HTTP analyzer too sensitive to content gaps, was: HTTP messages missing in files.log


I have a trace with multiple HTTP requests inside a persistent HTTP session. for which only the first two appear in files.log, the remaining ones are missing. Looks like a bug.




Jon Siwek
April 9, 2014, 8:31 PM

There's a missing TCP segment in the middle of that pcap that looks like it would have contained an HTTP reply. And the thing about the HTTP analyzer seems to be that it stops parsing the rest of the connection if there's a gap that's not isolated to an HTTP message body. So two files end up being pushed from the HTTP analyzer over to the file analysis stuff, then the HTTP analyzer stops parsing anything else due to the missing TCP segment.

Since that seems intentional and it's an HTTP analysis limitation not a file analysis bug, think there's anything to do here right now?

Robin Sommer
April 10, 2014, 3:30 PM

Agree, if that's indeed the reason, it's nothing to fix.

Though the client side of those requests still appears in http.log,
are they parsed before the gap comes on the server side?

Also, I noticed this when comparing against output of when using the
BinPAC++ HTTP analyzer; with that one, they all get reported in
files.log.
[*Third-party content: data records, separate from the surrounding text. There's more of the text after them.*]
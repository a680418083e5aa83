//! CLI argument definitions using clap derive macros.

use std::path::PathBuf;

use clap::{ArgMatches, CommandFactory, FromArgMatches, Parser};

use gitlab_backup_core::backup::{DEFAULT_BACKUP_ROOT, DEFAULT_CATALOG_FILE, DEFAULT_REPO_FILE};
use gitlab_backup_core::config::{
    DEFAULT_API_TIMEOUT, DEFAULT_ARCHIVE_TIMEOUT, DEFAULT_CONCURRENCY, DEFAULT_MAX_ATTEMPTS,
};

const EXIT_STATUS_HELP: &str = "Exit status:\n  \
    0  at least one archive was downloaded or already present, or --list finished\n  \
    1  setup failed, no reference resolved, or every download failed\n\n\
    Individual failed downloads do not change the exit status; they are listed in reports/backup_report.txt.";

/// Back up GitLab repositories as zip archives.
///
/// Reads repository references (IDs, clone URLs, paths or names) from the
/// repo-list file, resolves them against the GitLab API and downloads a
/// repository.zip for each project into a dated backup directory.
#[derive(Parser, Debug)]
#[command(name = "gitlab-backup")]
#[command(author, version, about)]
#[command(after_help = EXIT_STATUS_HELP)]
pub struct Args {
    /// List every project and save HTTP clone URLs to the catalog file (skips backup unless -b/-a)
    #[arg(short = 'l', long)]
    pub list: bool,

    /// Back up the repositories in the repo-list file (default mode)
    #[arg(short = 'b', long)]
    pub backup: bool,

    /// Both list every project and back up the repo-list file
    #[arg(short = 'a', long)]
    pub all: bool,

    /// GitLab instance URL, e.g. https://gitlab.example.com
    #[arg(long, env = "GITLAB_URL")]
    pub url: Option<String>,

    /// Personal access token sent as PRIVATE-TOKEN
    #[arg(long, env = "GITLAB_TOKEN", hide_env_values = true)]
    pub token: Option<String>,

    /// File with one repository reference per line
    #[arg(long, default_value = DEFAULT_REPO_FILE)]
    pub repo_file: PathBuf,

    /// Where --list writes the project catalog
    #[arg(long, default_value = DEFAULT_CATALOG_FILE)]
    pub catalog_file: PathBuf,

    /// Base directory for dated backups
    #[arg(short = 'o', long, default_value = DEFAULT_BACKUP_ROOT)]
    pub output_dir: PathBuf,

    /// Maximum concurrent archive downloads (1-100)
    #[arg(short = 'c', long, default_value_t = DEFAULT_CONCURRENCY as u8, value_parser = clap::value_parser!(u8).range(1..=100))]
    pub concurrency: u8,

    /// Maximum download attempts per archive (1-10)
    #[arg(short = 'r', long, default_value_t = DEFAULT_MAX_ATTEMPTS as u8, value_parser = clap::value_parser!(u8).range(1..=10))]
    pub max_retries: u8,

    /// Timeout in seconds for lookup and search requests
    #[arg(long, default_value_t = DEFAULT_API_TIMEOUT.as_secs(), value_parser = clap::value_parser!(u64).range(1..=3600))]
    pub api_timeout: u64,

    /// Timeout in seconds for a single archive download attempt
    #[arg(long, default_value_t = DEFAULT_ARCHIVE_TIMEOUT.as_secs(), value_parser = clap::value_parser!(u64).range(1..=86_400))]
    pub archive_timeout: u64,

    /// Increase output verbosity (-v for debug, -vv for trace)
    #[arg(short, long, action = clap::ArgAction::Count)]
    pub verbose: u8,

    /// Suppress non-error output
    #[arg(short, long)]
    pub quiet: bool,
}

/// What the run should do.
#[derive(Debug, Clone, Copy, PartialEq, Eq)]
pub struct Mode {
    pub list: bool,
    pub backup: bool,
}

impl Args {
    /// Combines the mode flags: `--list` alone lists only, `--all` or
    /// `--list --backup` do both, and no flag backs up.
    #[must_use]
    pub fn mode(&self) -> Mode {
        let list = self.list || self.all;
        let backup = self.backup || self.all || !self.list;
        Mode { list, backup }
    }
}

/// Parses process arguments, keeping the matches for value-source checks.
pub fn parse_with_matches() -> (Args, ArgMatches) {
    let matches = Args::command().get_matches();
    let args = Args::from_arg_matches(&matches).unwrap_or_else(|err| err.exit());
    (args, matches)
}
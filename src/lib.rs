//! GitLab Backup Core Library
//!
//! Resolves loosely written repository references (numeric IDs, clone URLs,
//! partial paths, bare names) against a GitLab-style `/api/v4` and downloads
//! a `repository.zip` archive for each resolved project.
//!
//! # Architecture
//!
//! The library is organized into the following modules:
//! - [`api`] - Authenticated API client and the `Project` record
//! - [`resolver`] - Ordered fallback chain turning references into projects
//! - [`download`] - Concurrent, retried, atomically committed archive downloads
//! - [`backup`] - Dated backup layout, repo-list file, catalog and reports
//! - [`config`] - Run-scoped settings for the client and the downloader

// Clippy lints - strict for library code
#![deny(clippy::unwrap_used)]
#![deny(clippy::expect_used)]
#![warn(clippy::pedantic)]
#![allow(clippy::module_name_repetitions)]

pub mod api;
pub mod backup;
pub mod config;
pub mod download;
pub mod resolver;
mod user_agent;

// Re-export commonly used types
pub use api::{ApiError, GitLabClient, Project};
pub use backup::{BackupError, BackupLayout, BackupSummary, Orchestrator};
pub use config::{ApiConfig, ConfigError, DownloadConfig};
pub use download::{DownloadError, DownloadManager, DownloadOutcome, DownloadStats, RetryPolicy};
pub use resolver::{ProjectResolver, ResolutionReport, ResolveError, ResolveStrategy};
However, that one doesn't deal with gaps either so not sure
how that comes. I'll take another look later.


Jon Siwek
April 10, 2014, 3:49 PM

Though the client side of those requests still appears in http.log,
are they parsed before the gap comes on the server side?

A gap from the server's side just disables further parsing of responses, but any more requests will still be parsed. is where this happens.

And though it doesn't apply to this case, the code for dealing with a gap in a request seems fishy as the comment implies an intention that doesn't match what the code actually does and the code has an extra content_line->SetSkipDeliveries(1) statement which was probably meant to be invoked on the other side's ContentLine_Analyzer.

Seth Hall
April 10, 2014, 4:07 PM

This has been a long standing issue that we've always kind of deferred on so we just left the HTTP analyzer as one that can't tolerate packet loss. We've discussed some ways of making this "re-synchronization" support a general concept in binpac++ which probably makes the most sense. I'm really not sure there is much point in dumping lots of time in dealing with the current http analyzer since the analyzer has had this behavior for a long time. That said, if it's an easy change and unlikely to break stuff too badly it would then make sense to do it.

If we changed this, it's possible that we'd have to revisit the base http scripts too to make sure they can cope with re-synchronization appropriately.